→ AIM OF THE TASK: Go through the records line by line from the top and repeat each one exactly, ending with the line that contains "pub struct MetricCoverage".

──────── TASK INPUTS ────────

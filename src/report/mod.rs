pub mod agreement;

use std::borrow::Borrow;

use serde::{Deserialize, Serialize};

use crate::model::patent::PatentRecord;
use crate::pipeline::stage4_rank::Ranking;

pub use agreement::{RankingAgreement, compare_rankings, compare_rankings_top, overlap_at_cutoff};

/// Spread of the scores in a top-N slice. `p10` is the top-decile cut and
/// `p50` the median.
#[derive(Debug, Clone, Copy, PartialEq, Serialize, Deserialize)]
pub struct ScoreDistribution {
    pub n: usize,
    pub max: f64,
    pub p10: f64,
    pub p50: f64,
    pub min: f64,
    pub mean: f64,
}

#[derive(Debug, Clone, PartialEq, Serialize, Deserialize)]
pub struct MetricCoverage {
    pub metric: String,
    pub present: usize,
    pub total: usize,
    pub fraction: f64,
}

/// `None` for an empty ranking or `n == 0`.
pub fn score_distribution(ranking: &Ranking, n: usize) -> Option<ScoreDistribution> {
    let scores: Vec<f64> = ranking.top(n).iter().map(|e| e.score()).collect();
    if scores.is_empty() {
        return None;
    }
    let max = scores.iter().copied().fold(f64::NEG_INFINITY, f64::max);
    let min = scores.iter().copied().fold(f64::INFINITY, f64::min);
    Some(ScoreDistribution {
        n: scores.len(),
        max,
        p10: quantile_indexed(&scores, 0.90),
        p50: median(&scores),
        min,
        mean: scores.iter().sum::<f64>() / scores.len() as f64,
    })
}

/// How many records carry a usable value for each metric.
pub fn metric_coverage<P: Borrow<PatentRecord>>(
    patents: &[P],
    metrics: &[&str],
) -> Vec<MetricCoverage> {
    metrics
        .iter()
        .map(|&metric| {
            let present: Vec<bool> = patents
                .iter()
                .map(|p| Borrow::<PatentRecord>::borrow(p).has_metric(metric))
                .collect();
            MetricCoverage {
                metric: metric.to_string(),
                present: present.iter().filter(|&&v| v).count(),
                total: present.len(),
                fraction: bool_fraction(&present),
            }
        })
        .collect()
}

/// Value at index `ceil((n - 1) * p)` of the ascending sort.
pub fn quantile_indexed(values: &[f64], p: f64) -> f64 {
    if values.is_empty() {
        return 0.0;
    }
    let mut sorted = values.to_vec();
    sorted.sort_by(f64::total_cmp);
    let n = sorted.len();
    let idx = ((n - 1) as f64 * p).ceil() as usize;
    sorted[idx.min(n - 1)]
}

pub fn median(values: &[f64]) -> f64 {
    quantile_indexed(values, 0.5)
}

pub fn bool_fraction(values: &[bool]) -> f64 {
    if values.is_empty() {
        return 0.0;
    }
    values.iter().filter(|&&v| v).count() as f64 / values.len() as f64
}

#[cfg(test)]
#[path = "../../tests/src_inline/report/mod.rs"]
mod tests;
use super::*;

#[test]
fn test_defaults_from_empty_object() {
    let config = RunConfig::from_json_str("{}").unwrap();
    assert_eq!(config, RunConfig::default());
    assert_eq!(config.log_filter, "info");
    assert_eq!(config.top_k, 100);
    assert_eq!(config.movement_threshold, 10);
    assert_eq!(config.eligibility.min_years_remaining(), 0.0);
    assert_eq!(config.goalposts.citation_coverage.min(), 0.70);
    assert_eq!(config.goalposts.mean_years_remaining.max(), 12.0);
}

#[test]
fn test_overrides() {
    let config = RunConfig::from_json_str(
        r#"{
            "log_filter": "patent_rank=debug",
            "top_k": 25,
            "eligibility": { "min_years_remaining": 3 },
            "goalposts": {
                "citation_coverage": { "min": 0.5, "max": 1.0 },
                "mean_years_remaining": { "min": 4, "max": 15 }
            }
        }"#,
    )
    .unwrap();
    assert_eq!(config.top_k, 25);
    assert_eq!(config.movement_threshold, 10);
    assert_eq!(config.eligibility.min_years_remaining(), 3.0);
    assert_eq!(config.goalposts.mean_years_remaining.min(), 4.0);
}

#[test]
fn test_inverted_band_rejected() {
    let err = RunConfig::from_json_str(
        r#"{ "goalposts": {
            "citation_coverage": { "min": 0.9, "max": 0.1 },
            "mean_years_remaining": { "min": 4, "max": 15 }
        } }"#,
    )
    .unwrap_err();
    assert!(matches!(err, ConfigError::Json(_)));
}

#[test]
fn test_from_missing_path() {
    let err = RunConfig::from_path(Path::new("/nonexistent/patent-rank/run.json")).unwrap_err();
    assert!(err.to_string().contains("run.json"));
}
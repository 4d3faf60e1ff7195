use std::borrow::Borrow;

use rayon::prelude::*;
use serde::{Deserialize, Serialize};
use tracing::debug;

use crate::model::patent::PatentRecord;
use crate::model::profile::ScoringProfile;
use crate::model::score::ScoreResult;
use crate::pipeline::stage3_profile::evaluate_profile;

#[derive(Debug, Clone, PartialEq, Serialize, Deserialize)]
pub struct RankedPatent {
    pub patent_id: String,
    /// 1-based position in the ranking.
    pub rank: usize,
    /// Position of the patent in the slice handed to the ranker.
    pub input_index: usize,
    pub result: ScoreResult,
}

impl RankedPatent {
    pub fn score(&self) -> f64 {
        self.result.overall_score
    }
}

/// Patents of one profile in descending score order.
#[derive(Debug, Clone, PartialEq, Serialize, Deserialize)]
pub struct Ranking {
    pub profile_id: String,
    pub entries: Vec<RankedPatent>,
}

impl Ranking {
    pub fn len(&self) -> usize {
        self.entries.len()
    }

    pub fn is_empty(&self) -> bool {
        self.entries.is_empty()
    }

    pub fn top(&self, k: usize) -> &[RankedPatent] {
        &self.entries[..k.min(self.entries.len())]
    }

    pub fn get(&self, patent_id: &str) -> Option<&RankedPatent> {
        self.entries.iter().find(|e| e.patent_id == patent_id)
    }

    pub fn rank_of(&self, patent_id: &str) -> Option<usize> {
        self.get(patent_id).map(|e| e.rank)
    }

    pub fn ids(&self) -> Vec<&str> {
        self.entries.iter().map(|e| e.patent_id.as_str()).collect()
    }

    /// Records behind the first `k` entries. `patents` must be the slice
    /// this ranking was built from.
    pub fn top_records<'a, P: Borrow<PatentRecord>>(
        &self,
        patents: &'a [P],
        k: usize,
    ) -> Vec<&'a PatentRecord> {
        self.top(k)
            .iter()
            .filter_map(|e| patents.get(e.input_index))
            .map(Borrow::<PatentRecord>::borrow)
            .collect()
    }
}

/// Ranks `patents` under `profile`: descending score, ties kept in input
/// order. Eligibility filtering is the caller's job.
pub fn rank<P: Borrow<PatentRecord>>(patents: &[P], profile: &ScoringProfile) -> Ranking {
    let scored = patents
        .iter()
        .enumerate()
        .map(|(index, p)| score_one(index, Borrow::<PatentRecord>::borrow(p), profile))
        .collect();
    finish(profile, scored)
}

/// Same result as [`rank`], with patents scored on the rayon pool.
pub fn rank_parallel<P>(patents: &[P], profile: &ScoringProfile) -> Ranking
where
    P: Borrow<PatentRecord> + Sync,
{
    let scored = patents
        .par_iter()
        .enumerate()
        .map(|(index, p)| score_one(index, Borrow::<PatentRecord>::borrow(p), profile))
        .collect();
    finish(profile, scored)
}

fn score_one(index: usize, patent: &PatentRecord, profile: &ScoringProfile) -> RankedPatent {
    RankedPatent {
        patent_id: patent.id().to_string(),
        rank: 0,
        input_index: index,
        result: evaluate_profile(patent, profile),
    }
}

fn finish(profile: &ScoringProfile, mut entries: Vec<RankedPatent>) -> Ranking {
    order_entries(&mut entries);
    let defaulted: usize = entries.iter().map(|e| e.result.defaulted_metrics()).sum();
    debug!(
        profile = profile.id(),
        candidates = entries.len(),
        defaulted_metrics = defaulted,
        "ranking complete"
    );
    Ranking {
        profile_id: profile.id().to_string(),
        entries,
    }
}

/// Sorts by score descending, then input index ascending, and assigns
/// 1-based ranks.
pub(crate) fn order_entries(entries: &mut [RankedPatent]) {
    entries.sort_by(|a, b| {
        b.score()
            .total_cmp(&a.score())
            .then(a.input_index.cmp(&b.input_index))
    });
    for (pos, entry) in entries.iter_mut().enumerate() {
        entry.rank = pos + 1;
    }
}

#[cfg(test)]
#[path = "../../tests/src_inline/pipeline/stage4_rank.rs"]
mod tests;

────────

→ SOLUTION FOR THIS PROBLEM:
filename src/report/mod.rs
pub mod agreement;

use std::borrow::Borrow;

use serde::{Deserialize, Serialize};

use crate::model::patent::PatentRecord;
use crate::pipeline::stage4_rank::Ranking;

pub use agreement::{RankingAgreement, compare_rankings, compare_rankings_top, overlap_at_cutoff};

/// Spread of the scores in a top-N slice. `p10` is the top-decile cut and
/// `p50` the median.
#[derive(Debug, Clone, Copy, PartialEq, Serialize, Deserialize)]
pub struct ScoreDistribution {
    pub n: usize,
    pub max: f64,
    pub p10: f64,
    pub p50: f64,
    pub min: f64,
    pub mean: f64,
}

#[derive(Debug, Clone, PartialEq, Serialize, Deserialize)]
pub struct MetricCoverage {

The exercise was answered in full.